How FTS indexing works for attachments
Indexing for attachments is selected on a per-field basis, not by attachment pool. Therefore, it is possible to index only some of the attachment fields in a pool. The advantage to indexing only some of the attachment fields is that you can designate (and appropriately name) "buckets" for attachments likely to have value when indexed, as opposed to those that will not. The system attempts to index any attachment that is placed into an attachment field indexed for FTS. By guiding users to place attachments in the appropriate "buckets," the system can avoid unnecessary processing.
Attachments with unsupported data formats are not indexed successfully. If an attachment cannot be indexed, only the Full Text Indexer log indicates this issue. The error log does not note that the attachment cannot be indexed. See Full text search indexer logging.
For HTML and XML file attachments, only the content (not the metadata) is indexed. That is, the elements and their attributes are not indexed.
The following formats are supported for FTS of attachment files:
- Hypertext markup language (HTML) format
- XML and derived formats
- Microsoft Office document formats (Word 97 and later--see the note that follows)
- OpenDocument format (OpenOffice 1.0 and later--see the note that follows)
- Portable document format (PDF) (versions 1.0 through 9.0)
- Electronic publication format (digital books)
- Rich text format (RTF)
- Compression and packaging formats (.zip, .tar, .bzip2, .ar, .cpio )
- Text formats (Most Unicode and ISO 8859 documents in plain text)
- Audio formats (extracts Lyrics [if present] and any metadata from MP3, MIDI, and other simple audio formats)
- Image formats (extracts metadata from image formats supported by the java platform)
- Video formats (supports only Flash video format using a simple parsing algorithm)
- Java class files and archives (extracts class names and method signatures from Java class files and the .jar files containing them)
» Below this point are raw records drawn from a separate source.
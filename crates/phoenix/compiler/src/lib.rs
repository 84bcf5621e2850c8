#![deny(unsafe_code)]
//! # phoenix-compiler
//!
//! Toolchain for unit scripts, the language candidate implementations are
//! written in.
//!
//! - [`lexer`] and [`parser`] turn source text into an [`ast::UnitAst`].
//! - [`codegen`] resolves calls across every unit of a bundle and emits one
//!   [`bytecode::UnitArtifact`] per unit.
//! - [`artifact`] is the binary codec for compiled units (`PHXU`).
//! - [`context`] links artifacts against the sandboxed [`host`] library into
//!   an isolated [`ExecutionContext`]; [`vm`] runs calls within fuel and
//!   depth limits.

pub mod artifact;
pub mod ast;
pub mod bytecode;
pub mod codegen;
pub mod compiler;
pub mod context;
pub mod error;
pub mod host;
pub mod lexer;
pub mod parser;
pub mod value;
pub mod vm;

pub use artifact::{decode_artifact, encode_artifact};
pub use bytecode::{Constant, Function, Op, Symbol, SymbolKind, UnitArtifact};
pub use compiler::{SourceCompiler, UnitCompiler};
pub use context::{ExecutionContext, ExecutionLimits};
pub use error::{ArtifactError, CompilerError, LinkError};
pub use host::{HostFunction, HostLibrary};
pub use value::Value;
//! End-to-end: a clean spec in stub mode is accepted on the first iteration
//! and served through the facade afterwards.

use phoenix_kernel::{Kernel, KernelConfig};
use phoenix_registry::{JsonFileRegistry, VersionRegistry};
use phoenix_tests::{hello_spec, to_bytes};
use phoenix_types::{Request, Service};

// ---------------------------------------------------------------------------
// Helpers
// ---------------------------------------------------------------------------

struct Workspace {
    _dir: tempfile::TempDir,
    spec: std::path::PathBuf,
    registry: std::path::PathBuf,
}

fn workspace() -> Workspace {
    let dir = tempfile::tempdir().unwrap();
    let spec = dir.path().join("spec.json");
    std::fs::write(&spec, to_bytes(&hello_spec())).unwrap();
    let registry = dir.path().join("var").join("registry.json");
    Workspace {
        _dir: dir,
        spec,
        registry,
    }
}

fn kernel(registry: &std::path::Path) -> Kernel {
    let mut config = KernelConfig::default();
    config.kernel.registry_path = registry.to_path_buf();
    Kernel::new(config).unwrap()
}

// ---------------------------------------------------------------------------
// Tests
// ---------------------------------------------------------------------------

#[tokio::test]
async fn first_iteration_is_accepted() {
    let ws = workspace();
    let mut k = kernel(&ws.registry);
    let outcome = k.run(&ws.spec).await.unwrap();

    assert_eq!(outcome.iterations.len(), 1);
    assert!(outcome.iterations[0].is_accepted());
    assert_eq!(outcome.accepted_version.as_deref(), Some(outcome.active_version.as_str()));

    let response = k.facade().process(&Request::new("hello")).unwrap();
    assert!(response.output.unwrap().contains("OK"));
}

#[tokio::test]
async fn registry_file_holds_one_accepted_record() {
    let ws = workspace();
    let mut k = kernel(&ws.registry);
    let outcome = k.run(&ws.spec).await.unwrap();

    let registry = JsonFileRegistry::new(&ws.registry);
    let records = registry.load_all().unwrap();
    assert_eq!(records.len(), 1);
    let record = &records[0];
    assert!(record.is_accepted());
    assert_eq!(Some(record.version_id.clone()), outcome.accepted_version);
    assert!(record.source_verification.passed);
    assert!(record.artifact_verification.passed);
    assert!(record.test_report.passed);
    assert!(record.shadow_report.passed);
    assert!(!record.plan_summary.is_empty());

    let raw = std::fs::read_to_string(&ws.registry).unwrap();
    assert!(raw.contains("\"versionId\""));
    assert!(raw.contains("\"decision\": \"accepted\""));
}

#[tokio::test]
async fn repeated_runs_pick_the_same_version() {
    let ws = workspace();
    let first = kernel(&ws.registry).run(&ws.spec).await.unwrap();
    let second = kernel(&ws.registry).run(&ws.spec).await.unwrap();
    assert_eq!(first.accepted_version, second.accepted_version);

    let registry = JsonFileRegistry::new(&ws.registry);
    assert_eq!(registry.load_all().unwrap().len(), 2);
    assert_eq!(
        registry.load_last_good().unwrap().map(|r| r.version_id),
        second.accepted_version
    );
}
- The mbox format (extracts email messages from the mbox format used by many email archives and UNIX mailboxes)
New versions of file formats for vendor products are assumed to be compatible with previously supported versions. In the event that a vendor does not provide backwards compatibility, BMC reserves the right to rescind support for a specified version of a vendor's product and document such incompatibilities once confirmed. BMC might, at BMC's discretion, attempt to address a discovered incompatibility by modifying the current version of BMC Remedy AR System. However, if major architectural changes in a vendor product require significant BMC development to achieve tolerance, support for the vendor product may be deferred to a later version of BMC Remedy AR System.